Re: [PATCH 9/9] spapr: implement nested-hv capability for the virtual hypervisor

qemu-devel.nongnu.org archive mirror
 help / color / mirror / Atom feed

From: "Cédric Le Goater" <clg@kaod.org>
To: Nicholas Piggin <npiggin@gmail.com>, <qemu-ppc@nongnu.org>
Cc: qemu-devel@nongnu.org, Fabiano Rosas <farosas@linux.ibm.com>
Subject: Re: [PATCH 9/9] spapr: implement nested-hv capability for the virtual hypervisor
Date: Wed, 16 Feb 2022 11:23:46 +0100	[thread overview]
Message-ID: <42fcc87d-dd7b-c42b-a36d-5ccd5a314348@kaod.org> (raw)
In-Reply-To: <1644972569.qjmfk874wg.astroid@bobo.none>

On 2/16/22 02:16, Nicholas Piggin wrote:
> Excerpts from Cédric Le Goater's message of February 16, 2022 4:21 am:
>> On 2/15/22 04:16, Nicholas Piggin wrote:
>>> This implements the Nested KVM HV hcall API for spapr under TCG.
>>>
>>> The L2 is switched in when the H_ENTER_NESTED hcall is made, and the
>>> L1 is switched back in returned from the hcall when a HV exception
>>> is sent to the vhyp.
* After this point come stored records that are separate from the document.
pub mod trust;

pub use trust::{NewTrust, Trust, TrustStatus};
use std::collections::BTreeSet;
use std::sync::Arc;

use futures::future::join_all;
use serde::Serialize;
use tracing::warn;

use crate::database::{DatabaseError, DatabaseManager, Trust};
use crate::tenant::TrustRegistry;

/// Connectivity report for one trust database
#[derive(Debug, Clone, Serialize)]
pub struct TrustHealth {
    pub trust_code: String,
    pub database: String,
    pub reachable: bool,
    pub latency_ms: Option<u128>,
    pub table_count: Option<i64>,
    pub error: Option<String>,
}

/// Trust registry compared against the schemas present on the server
#[derive(Debug, Clone, Default, Serialize)]
pub struct DatabaseInventory {
    /// Registered trusts whose schema exists
    pub provisioned: Vec<String>,
    /// Registered trusts with no schema on the server
    pub missing_schema: Vec<String>,
    /// Trust-prefixed schemas no registry row points at
    pub orphaned_schemas: Vec<String>,
}

pub struct TrustService {
    db: Arc<DatabaseManager>,
    registry: Arc<TrustRegistry>,
}

impl TrustService {
    pub fn new(db: Arc<DatabaseManager>, registry: Arc<TrustRegistry>) -> Self {
        Self { db, registry }
    }

    /// Check that a trust's database accepts connections and count its tables
    pub async fn health(&self, trust: &Trust) -> TrustHealth {
        let database = self.db.trust_database_name(trust);
        let mut report = TrustHealth {
            trust_code: trust.trust_code.clone(),
            database,
            reachable: false,
            latency_ms: None,
            table_count: None,
            error: None,
        };

        let check = async {
            let pool = self.db.trust_pool(trust).await?;
            let latency = DatabaseManager::ping(&pool).await?;
            let tables = DatabaseManager::table_count(&pool).await?;
            Ok::<_, DatabaseError>((latency, tables))
        };

        match check.await {
            Ok((latency, tables)) => {
                report.reachable = true;
                report.latency_ms = Some(latency.as_millis());
                report.table_count = Some(tables);
            }
            Err(e) => {
                warn!("Health check failed for trust '{}': {}", trust.trust_code, e);
                report.error = Some(e.to_string());
            }
        }

        report
    }

    /// Health of every active trust, checked concurrently
    pub async fn health_all(&self) -> Result<Vec<TrustHealth>, DatabaseError> {
        let trusts = self.registry.list().await?;
        let checks = trusts
            .iter()
            .filter(|t| t.status.is_active())
            .map(|t| self.health(t));
        Ok(join_all(checks).await)
    }

    pub async fn inventory(&self) -> Result<DatabaseInventory, DatabaseError> {
        let trusts = self.registry.list().await?;
        let schemas = self.db.list_trust_databases().await?;
        Ok(self.reconcile(&trusts, schemas))
    }

    fn reconcile(&self, trusts: &[Trust], schemas: Vec<String>) -> DatabaseInventory {
        let mut remaining: BTreeSet<String> = schemas.into_iter().collect();
        let mut inventory = DatabaseInventory::default();

        for trust in trusts {
            let database = self.db.trust_database_name(trust);
            if remaining.remove(&database) {
                inventory.provisioned.push(trust.trust_code.clone());
            } else {
                inventory.missing_schema.push(trust.trust_code.clone());
            }
        }
        inventory.orphaned_schemas = remaining.into_iter().collect();

        inventory
    }
}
Register state is copied in and out according to
>>> the nested KVM HV hcall API specification.
>>>
>>> The hdecr timer is started when the L2 is switched in, and it provides
>>> the HDEC / 0x980 return to L1.
>>>
>>> The MMU re-uses the bare metal radix 2-level page table walker by
>>> using the get_pate method to point the MMU to the nested partition
>>> table entry. MMU faults due to partition scope errors raise HV
>>> exceptions and accordingly are routed back to the L1.
>>>
>>> The MMU does not tag translations for the L1 (direct) vs L2 (nested)
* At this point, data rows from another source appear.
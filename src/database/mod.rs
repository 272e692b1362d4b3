pub mod manager;
pub mod models;
pub mod store;

pub use manager::{DatabaseError, DatabaseManager, PoolStats};
pub use models::{NewTrust, Trust, TrustStatus};
pub use store::{MySqlTrustStore, TrustStore};
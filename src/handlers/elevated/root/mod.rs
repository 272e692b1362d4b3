pub mod database; // GET /api/root/databases
pub mod pool; // GET /api/root/pools, DELETE /api/root/pools/:database
pub mod trust; // /api/root/trusts[/:code[/health|/status]]
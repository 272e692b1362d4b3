use axum::{
    extract::{Extension, State},
    http::StatusCode,
};
use serde_json::{json, Value};

use crate::app::AppState;
use crate::database::{DatabaseError, DatabaseManager};
use crate::middleware::{ApiResponse, AuthUser};
use crate::tenant::TenantContext;

/// GET /api/tenant - what the request host resolved to
pub async fn tenant_show(Extension(context): Extension<TenantContext>) -> ApiResponse<Value> {
    ApiResponse::success(context.to_json())
}

/// GET /api/tenant/health - connectivity of the resolved tenant's database
///
/// Responds 503 with the report as data when the database is unreachable.
pub async fn tenant_health(
    State(state): State<AppState>,
    Extension(context): Extension<TenantContext>,
    Extension(user): Extension<AuthUser>,
) -> ApiResponse<Value> {
    tracing::debug!("Tenant health requested by '{}' ({})", user.subject, user.scope);

    let (reachable, report) = match &context {
        TenantContext::Trust(trust) => {
            let health = state.trusts.health(trust).await;
            (health.reachable, json!(health))
        }
        TenantContext::System => {
            let database = state.db.system_database();
            let check = async {
                let pool = state.db.pool_for(&context).await?;
                let latency = DatabaseManager::ping(&pool).await?;
                let tables = DatabaseManager::table_count(&pool).await?;
                Ok::<_, DatabaseError>((latency, tables))
            };
            match check.await {
                Ok((latency, tables)) => (
                    true,
                    json!({
                        "database": database,
                        "reachable": true,
                        "latency_ms": latency.as_millis(),
                        "table_count": tables,
                    }),
                ),
                Err(e) => (
                    false,
                    json!({
                        "database": database,
                        "reachable": false,
                        "error": e.to_string(),
                    }),
                ),
            }
        }
    };

    if reachable {
        ApiResponse::success(report)
    } else {
        ApiResponse::with_status(report, StatusCode::SERVICE_UNAVAILABLE)
    }
}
>>> guests, so the TLB is flushed on any L1<->L2 transition (hcall entry
>>> and exit).
>>>
>>> Signed-off-by: Nicholas Piggin <npiggin@gmail.com>
>>> ---
>>>    hw/ppc/spapr.c         |  32 +++-
>>>    hw/ppc/spapr_caps.c    |  11 +-
>>>    hw/ppc/spapr_hcall.c   | 321 +++++++++++++++++++++++++++++++++++++++++
>>>    include/hw/ppc/spapr.h |  74 +++++++++-
>>>    target/ppc/cpu.h       |   3 +
>>>    5 files changed, 431 insertions(+), 10 deletions(-)
>>>
>>> diff --git a/hw/ppc/spapr.c b/hw/ppc/spapr.c
>>> index 3a5cf92c94..6988e3ec76 100644
>>> --- a/hw/ppc/spapr.c
>>> +++ b/hw/ppc/spapr.c
>>> @@ -1314,11 +1314,32 @@ static bool spapr_get_pate(PPCVirtualHypervisor *vhyp, PowerPCCPU *cpu,
>>>    {
>>>        SpaprMachineState *spapr = SPAPR_MACHINE(vhyp);
>>>    
>>> -    assert(lpid == 0);
>>> +    if (!cpu->in_spapr_nested) {
>>
>> Since 'in_spapr_nested' is a spapr CPU characteristic, I don't think
>> it belongs to PowerPCCPU. See the end of the patch, for a proposal.
> 
> SpaprCpuState. Certainly that's a better place, I must have missed it.
> 
>>
>> btw, this helps the ordering of files :
>>
>> [diff]
>> 	orderFile = /path/to/qemu/scripts/git.orderfile
>>
>>> +        assert(lpid == 0);
>>>    
>>> -    /* Copy PATE1:GR into PATE0:HR */
>>> -    entry->dw0 = spapr->patb_entry & PATE0_HR;
>>> -    entry->dw1 = spapr->patb_entry;
>>> +        /* Copy PATE1:GR into PATE0:HR */
>>> +        entry->dw0 = spapr->patb_entry & PATE0_HR;
>>> +        entry->dw1 = spapr->patb_entry;
>>> +
>>> +    } else {
>>> +        uint64_t patb, pats;
>>> +
>>> +        assert(lpid != 0);
>>> +
>>> +        patb = spapr->nested_ptcr & PTCR_PATB;
>>> +        pats = spapr->nested_ptcr & PTCR_PATS;
>>> +
>>> +        /* Calculate number of entries */
>>> +        pats = 1ull << (pats + 12 - 4);
>>> +        if (pats <= lpid) {
>>> +            return false;
>>> +        }
>>> +
>>> +        /* Grab entry */
>>> +        patb += 16 * lpid;
>>> +        entry->dw0 = ldq_phys(CPU(cpu)->as, patb);
>>> +        entry->dw1 = ldq_phys(CPU(cpu)->as, patb + 8);
>>> +    }
>>>    
>>>        return true;
>>>    }
>>> @@ -4472,7 +4493,7 @@ PowerPCCPU *spapr_find_cpu(int vcpu_id)
>>>    
>>>    static bool spapr_cpu_in_nested(PowerPCCPU *cpu)
>>>    {
>>> -    return false;
>>> +    return cpu->in_spapr_nested;
>>>    }
>>>    
>>>    static void spapr_cpu_exec_enter(PPCVirtualHypervisor *vhyp, PowerPCCPU *cpu)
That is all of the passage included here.